**Task objective**
From the data underneath, reproduce exactly the stretch that begins at the line with "4. Default configuration" and ends after the line with "else if std::path::Path::new(LOCAL_CONFIG_PATH).exists()".

**Given data**
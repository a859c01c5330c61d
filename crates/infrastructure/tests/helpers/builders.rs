#![allow(dead_code)]
use ferrous_resolv_domain::Address;
use ferrous_resolv_infrastructure::RandomSource;
use std::sync::atomic::{AtomicUsize, Ordering};

pub struct NameServerBuilder;

impl NameServerBuilder {
    pub fn google_dns() -> Address {
        Address::parse("8.8.8.8:53", 0, false).unwrap()
    }

    pub fn google_dns_ipv6() -> Address {
        Address::parse("[2001:4860:4860::8888]:53", 0, false).unwrap()
    }

    pub fn cloudflare_dns() -> Address {
        Address::parse("1.1.1.1:53", 0, false).unwrap()
    }

    pub fn quad9_hostname() -> Address {
        Address::parse("dns.quad9.net:53", 0, true).unwrap()
    }
}

/// Always yields the configured index (clamped to the bound) and counts draws.
pub struct FixedRandom {
    index: usize,
    draws: AtomicUsize,
}

impl FixedRandom {
    pub fn new(index: usize) -> Self {
        Self {
            index,
            draws: AtomicUsize::new(0),
        }
    }

    pub fn draws(&self) -> usize {
        self.draws.load(Ordering::Relaxed)
    }
}

impl RandomSource for FixedRandom {
    fn next_index(&self, bound: usize) -> usize {
        self.draws.fetch_add(1, Ordering::Relaxed);
        self.index.min(bound - 1)
    }
}

/// Ignores the bound and always yields `index`.
pub struct UnboundedRandom {
    index: usize,
}

impl UnboundedRandom {
    pub fn new(index: usize) -> Self {
        Self { index }
    }
}

impl RandomSource for UnboundedRandom {
    fn next_index(&self, _bound: usize) -> usize {
        self.index
    }
}
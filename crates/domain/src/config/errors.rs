#[derive(Debug, thiserror::Error)]
pub enum ConfigError {
    #[error("Failed to read config file {0}: {1}")]
    FileRead(String, String),

    #[error("Failed to parse config: {0}")]
    Parse(String),

    #[error("Configuration validation error: {0}")]
    Validation(String),
}
pub mod pool;
pub mod random;

pub use pool::{NameServers, NameServersIter, DEFAULT_NAMESERVER_PORT};
pub use random::{FastRandom, RandomSource, SeededRandom};
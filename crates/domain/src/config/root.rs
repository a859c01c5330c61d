use serde::{Deserialize, Serialize};

use super::errors::ConfigError;
use super::logging::LoggingConfig;
use super::nameservers::NameServersConfig;

const LOCAL_CONFIG_PATH: &str = "ferrous-resolv.toml";
const SYSTEM_CONFIG_PATH: &str = "/etc/ferrous-resolv/config.toml";

/// Main configuration structure for Ferrous Resolv
#[derive(Debug, Clone, Deserialize, Serialize, Default)]
pub struct Config {
    /// Candidate nameservers and their default port
    #[serde(default)]
    pub nameservers: NameServersConfig,

    /// Logging configuration
    #[serde(default)]
    pub logging: LoggingConfig,
}

impl Config {
    /// Load configuration from file or use defaults
    ///
    /// Priority order:
    /// 1. Explicitly provided path
    /// 2. ferrous-resolv.toml in current directory
    /// 3. /etc/ferrous-resolv/config.toml
    /// 4. Default configuration
    pub fn load(path: Option<&str>, cli_overrides: CliOverrides) -> Result<Self, ConfigError> {
        let mut config = if let Some(path) = path {
            Self::from_file(path)?
        } else if std::path::Path::new(LOCAL_CONFIG_PATH).exists() {
            Self::from_file(LOCAL_CONFIG_PATH)?
        } else if std::path::Path::new(SYSTEM_CONFIG_PATH).exists() {
            Self::from_file(SYSTEM_CONFIG_PATH)?
        } else {
            Self::default()
        };

        config.apply_cli_overrides(cli_overrides);
        Ok(config)
    }

    fn from_file(path: &str) -> Result<Self, ConfigError> {
        let contents = std::fs::read_to_string(path)
            .map_err(|e| ConfigError::FileRead(path.to_string(), e.to_string()))?;
        Self::from_toml(&contents)
    }

    pub fn from_toml(contents: &str) -> Result<Self, ConfigError> {
        toml::from_str(contents).map_err(|e| ConfigError::Parse(e.to_string()))
    }

    fn apply_cli_overrides(&mut self, overrides: CliOverrides) {
        self.nameservers.servers.extend(overrides.servers);
        if let Some(port) = overrides.default_port {
            self.nameservers.default_port = port;
        }
        if let Some(level) = overrides.log_level {
            self.logging.level = level;
        }
    }

    pub fn validate(&self) -> Result<(), ConfigError> {
        if self.nameservers.default_port == 0 {
            return Err(ConfigError::Validation(
                "Default nameserver port cannot be 0".to_string(),
            ));
        }

        Ok(())
    }
}

/// Command-line overrides for configuration
#[derive(Debug, Default)]
pub struct CliOverrides {
    /// Appended to the configured nameservers
    pub servers: Vec<String>,
    pub default_port: Option<u16>,
    pub log_level: Option<String>,
}
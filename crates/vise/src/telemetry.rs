use crate::config::TelemetryConfig;
use tracing_subscriber::filter::ParseError;
use tracing_subscriber::EnvFilter;

#[derive(Debug, thiserror::Error)]
pub enum TelemetryError {
    #[error("invalid log level/filter '{value}': unable to build EnvFilter")]
    EnvFilter {
        value: String,
        #[source]
        source: ParseError,
    },
    #[error("telemetry error: {0}")]
    Subscriber(#[source] Box<dyn std::error::Error + Send + Sync>),
}

/// Install the global fmt subscriber. `RUST_LOG` wins over the configured level.
pub fn init(config: &TelemetryConfig) -> Result<(), TelemetryError> {
    let env_filter = match EnvFilter::try_from_default_env() {
        Ok(filter) => filter,
        Err(_) => configured_filter(&config.log_level)?,
    };

    tracing_subscriber::fmt()
        .with_env_filter(env_filter)
        .with_target(false)
        .compact()
        .with_ansi(false)
        .try_init()
        .map_err(TelemetryError::Subscriber)
}

fn configured_filter(log_level: &str) -> Result<EnvFilter, TelemetryError> {
    EnvFilter::try_new(log_level).map_err(|source| TelemetryError::EnvFilter {
        value: log_level.to_string(),
        source,
    })
}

**Exercise response**
    /// 4. Default configuration
    pub fn load(path: Option<&str>, cli_overrides: CliOverrides) -> Result<Self, ConfigError> {
        let mut config = if let Some(path) = path {
            Self::from_file(path)?
        } else if std::path::Path::new(LOCAL_CONFIG_PATH).exists() {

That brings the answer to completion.